TASK TO CARRY OUT —
Filtering the records below, copy only those lines that include the word "spread".
··· MATERIAL SUPPLIED
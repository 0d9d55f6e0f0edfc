//! Text to ink-pixel sampling

use super::{AlphaCanvas, BlockFont, GlyphRenderer};

/// Smallest font size `fit_font_size` will return
pub const MIN_FONT_PX: f32 = 12.0;
/// Canvas width per character, in font sizes, before shrinking kicks in
const FIT_WIDTH_RATIO: f32 = 1.6;

/// Shrink `requested_px` so that long strings fit the canvas width
pub fn fit_font_size(text: &str, requested_px: f32, canvas_width: u32) -> f32 {
    let count = text.chars().count().max(1) as f32;
    requested_px
        .min(canvas_width as f32 * FIT_WIDTH_RATIO / count)
        .max(MIN_FONT_PX)
}

/// One sampled pixel whose alpha exceeded the threshold
#[derive(Debug, Clone, Copy, PartialEq)]
pub struct InkPixel {
    /// Pixel centre relative to the canvas centre, x right
    pub x: f32,
    /// Pixel centre relative to the canvas centre, y up
    pub y: f32,
    /// Index of the character that produced the pixel
    pub glyph: usize,
}

/// A rendered string, ready to be sampled
#[derive(Debug, Clone)]
pub struct RasterizedText {
    canvas: AlphaCanvas,
    font_px: f32,
}

impl RasterizedText {
    /// The underlying canvas
    pub fn canvas(&self) -> &AlphaCanvas {
        &self.canvas
    }

    /// Font size actually used after fitting
    pub fn font_px(&self) -> f32 {
        self.font_px
    }

    /// Lazily sample ink pixels on a `stride` grid
    ///
    /// Calling again restarts the scan; the result is deterministic.
    pub fn ink_pixels(&self, stride: u32, threshold: u8) -> InkPixels<'_> {
        InkPixels {
            canvas: &self.canvas,
            stride: stride.max(1),
            threshold,
            x: 0,
            y: 0,
        }
    }
}

/// Iterator over sampled ink pixels, row by row
pub struct InkPixels<'a> {
    canvas: &'a AlphaCanvas,
    stride: u32,
    threshold: u8,
    x: u32,
    y: u32,
}

impl Iterator for InkPixels<'_> {
    type Item = InkPixel;

    fn next(&mut self) -> Option<InkPixel> {
        let (width, height) = (self.canvas.width(), self.canvas.height());
        while self.y < height {
            if self.x >= width {
                self.x = 0;
                self.y = self.y.saturating_add(self.stride);
                continue;
            }
            let (x, y) = (self.x, self.y);
            self.x = self.x.saturating_add(self.stride);

            if self.canvas.alpha_at(x, y) > self.threshold {
                return Some(InkPixel {
                    x: x as f32 + 0.5 - width as f32 * 0.5,
                    y: height as f32 * 0.5 - (y as f32 + 0.5),
                    glyph: self.canvas.owner_at(x, y).unwrap_or(0),
                });
            }
        }
        None
    }
}

/// Renders strings through a [`GlyphRenderer`]
pub struct TextRasterizer {
    renderer: Box<dyn GlyphRenderer>,
}

impl TextRasterizer {
    /// Create a rasterizer around a renderer
    pub fn new(renderer: Box<dyn GlyphRenderer>) -> Self {
        Self { renderer }
    }

    /// Create a rasterizer using the built-in block face
    pub fn with_block_font() -> Self {
        Self::new(Box::new(BlockFont::new()))
    }

    /// Name of the active renderer
    pub fn renderer_name(&self) -> &str {
        self.renderer.name()
    }

    /// Render `text` centred on a `canvas_width` x `canvas_height` surface
    pub fn rasterize(&self, text: &str, font_px: f32, canvas_width: u32, canvas_height: u32) -> RasterizedText {
        let mut canvas = AlphaCanvas::new(canvas_width, canvas_height);
        let font_px = fit_font_size(text, font_px, canvas_width);
        if !text.is_empty() && canvas_width > 0 && canvas_height > 0 {
            self.renderer.draw_centered(text, font_px, &mut canvas);
        }
        log::debug!(
            "Rasterized {:?} at {:.1}px on {}x{} with {}",
            text, font_px, canvas_width, canvas_height, self.renderer.name()
        );
        RasterizedText { canvas, font_px }
    }
}

impl Default for TextRasterizer {
    fn default() -> Self {
        Self::with_block_font()
    }
}
//! TrueType/OpenType glyph rendering using the `fontdue` library

use fontdue::{Font, FontSettings};

use super::{AlphaCanvas, BlockFont, GlyphRenderer};

/// Result type for font operations
pub type FontResult<T> = Result<T, FontError>;

/// Errors that can occur during font operations
#[derive(Debug, thiserror::Error)]
pub enum FontError {
    /// Failed to load font from file or data
    #[error("Failed to load font: {0}")]
    LoadError(String),

    /// Failed to read the font file
    #[error("Failed to read font file: {0}")]
    Io(#[from] std::io::Error),
}

/// Glyph renderer backed by a parsed font file
///
/// Strokes are widened by `dilation` pixels to the right to approximate a
/// bold weight from a regular face.
pub struct FontdueRenderer {
    font: Font,
    dilation: u32,
}

impl FontdueRenderer {
    /// Parse raw TTF/OTF bytes
    pub fn from_bytes(font_data: &[u8]) -> FontResult<Self> {
        let font = Font::from_bytes(font_data, FontSettings::default())
            .map_err(|e| FontError::LoadError(format!("fontdue error: {e}")))?;
        log::info!("Loaded font face for glyph rasterization");
        Ok(Self { font, dilation: 1 })
    }

    /// Read and parse a font file
    pub fn from_file(path: impl AsRef<std::path::Path>) -> FontResult<Self> {
        let bytes = std::fs::read(path)?;
        Self::from_bytes(&bytes)
    }

    /// Set the horizontal stroke widening in pixels
    pub fn with_dilation(mut self, dilation: u32) -> Self {
        self.dilation = dilation;
        self
    }
}

impl GlyphRenderer for FontdueRenderer {
    fn name(&self) -> &str {
        "fontdue"
    }

    fn draw_centered(&self, text: &str, font_px: f32, canvas: &mut AlphaCanvas) {
        let width: f32 = text
            .chars()
            .map(|ch| self.font.metrics(ch, font_px).advance_width)
            .sum::<f32>()
            + self.dilation as f32;
        let (ascent, descent) = self
            .font
            .horizontal_line_metrics(font_px)
            .map_or((font_px * 0.8, -font_px * 0.2), |m| (m.ascent, m.descent));

        let top = (canvas.height() as f32 - (ascent - descent)) * 0.5;
        #[allow(clippy::cast_possible_truncation)]
        let baseline = (top + ascent).round() as i64;
        let mut pen_x = (canvas.width() as f32 - width) * 0.5;

        for (glyph, ch) in text.chars().enumerate() {
            let (metrics, bitmap) = self.font.rasterize(ch, font_px);
            #[allow(clippy::cast_possible_truncation)]
            let left = pen_x.round() as i64 + i64::from(metrics.xmin);
            let glyph_top = baseline - (i64::from(metrics.ymin) + metrics.height as i64);

            for (row, line) in bitmap.chunks(metrics.width.max(1)).enumerate() {
                for (column, &coverage) in line.iter().enumerate() {
                    if coverage == 0 {
                        continue;
                    }
                    for spread in 0..=i64::from(self.dilation) {
                        canvas.plot(left + column as i64 + spread, glyph_top + row as i64, coverage, glyph);
                    }
                }
            }
            pen_x += metrics.advance_width;
        }
    }
}

/// Parse `font_data`, or fall back to the built-in block face
///
/// A missing or broken font never stops text from forming; it only changes
/// the look.
pub fn load_font_or_fallback(font_data: Option<&[u8]>) -> Box<dyn GlyphRenderer> {
    match font_data.map(FontdueRenderer::from_bytes) {
        Some(Ok(renderer)) => Box::new(renderer),
        Some(Err(e)) => {
            log::warn!("{e}; falling back to built-in block font");
            Box::new(BlockFont::new())
        }
        None => Box::new(BlockFont::new()),
    }
}

#[cfg(test)]
mod tests {
    use super::*;
    use crate::text::TextRasterizer;

    #[test]
    fn test_garbage_font_data_is_rejected() {
        let result = FontdueRenderer::from_bytes(b"definitely not a font");
        assert!(matches!(result, Err(FontError::LoadError(_))));
    }

    #[test]
    fn test_missing_font_file_is_io_error() {
        let result = FontdueRenderer::from_file("/nonexistent/font.ttf");
        assert!(matches!(result, Err(FontError::Io(_))));
    }

    #[test]
    fn test_fallback_renderer_on_bad_font() {
        let renderer = load_font_or_fallback(Some(b"bad"));
        assert_eq!(renderer.name(), "block-5x7");

        let renderer = load_font_or_fallback(None);
        assert_eq!(renderer.name(), "block-5x7");
    }

    const TEST_FONT: &[u8] = include_bytes!("../../tests/data/DejaVuSans-Bold.ttf");

    fn test_renderer() -> FontdueRenderer {
        FontdueRenderer::from_bytes(TEST_FONT).unwrap()
    }

    /// Mean position of inked pixels, optionally restricted to one glyph
    fn ink_centroid(canvas: &AlphaCanvas, glyph: Option<usize>) -> (f32, f32) {
        let (mut sum_x, mut sum_y, mut count) = (0.0, 0.0, 0.0);
        for y in 0..canvas.height() {
            for x in 0..canvas.width() {
                let owned = glyph.map_or(true, |g| canvas.owner_at(x, y) == Some(g));
                if canvas.alpha_at(x, y) > 0 && owned {
                    sum_x += x as f32 + 0.5;
                    sum_y += y as f32 + 0.5;
                    count += 1.0;
                }
            }
        }
        assert!(count > 0.0, "no ink for glyph {glyph:?}");
        (sum_x / count, sum_y / count)
    }

    #[test]
    fn test_real_font_loads_through_fallback_helper() {
        assert_eq!(load_font_or_fallback(Some(TEST_FONT)).name(), "fontdue");
    }

    #[test]
    fn test_draw_centered_places_ink_mid_canvas() {
        let mut canvas = AlphaCanvas::new(256, 128);
        test_renderer().draw_centered("H", 64.0, &mut canvas);

        let (cx, cy) = ink_centroid(&canvas, None);
        assert!((cx - 128.0).abs() < 6.0, "centroid x {cx}");
        assert!((cy - 64.0).abs() < 12.0, "centroid y {cy}");
    }

    #[test]
    fn test_glyph_indices_follow_char_order() {
        let text = "LOT";
        let mut canvas = AlphaCanvas::new(512, 128);
        test_renderer().draw_centered(text, 72.0, &mut canvas);

        for y in 0..canvas.height() {
            for x in 0..canvas.width() {
                if canvas.alpha_at(x, y) > 0 {
                    assert!(canvas.owner_at(x, y).is_some_and(|g| g < text.chars().count()));
                }
            }
        }

        let centres: Vec<f32> = (0..3).map(|g| ink_centroid(&canvas, Some(g)).0).collect();
        assert!(centres.windows(2).all(|pair| pair[0] < pair[1]), "{centres:?}");
    }

    #[test]
    fn test_point_count_matches_canvas_scan() {
        let rasterizer = TextRasterizer::new(Box::new(test_renderer()));
        let raster = rasterizer.rasterize("Hi", 120.0, 512, 256);

        let canvas = raster.canvas();
        let mut expected = 0;
        for y in (0..canvas.height()).step_by(3) {
            for x in (0..canvas.width()).step_by(3) {
                if canvas.alpha_at(x, y) > 128 {
                    expected += 1;
                }
            }
        }

        assert!(expected > 0);
        assert_eq!(raster.ink_pixels(3, 128).count(), expected);
    }

    #[test]
    fn test_dilation_widens_strokes() {
        let mut thin = AlphaCanvas::new(256, 128);
        test_renderer().with_dilation(0).draw_centered("H", 64.0, &mut thin);
        let mut bold = AlphaCanvas::new(256, 128);
        test_renderer().with_dilation(3).draw_centered("H", 64.0, &mut bold);

        assert!(thin.covered_pixels() > 0);
        assert!(bold.covered_pixels() > thin.covered_pixels());
    }
}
······
EXERCISE SOLUTION —
                    for spread in 0..=i64::from(self.dilation) {
                        canvas.plot(left + column as i64 + spread, glyph_top + row as i64, coverage, glyph);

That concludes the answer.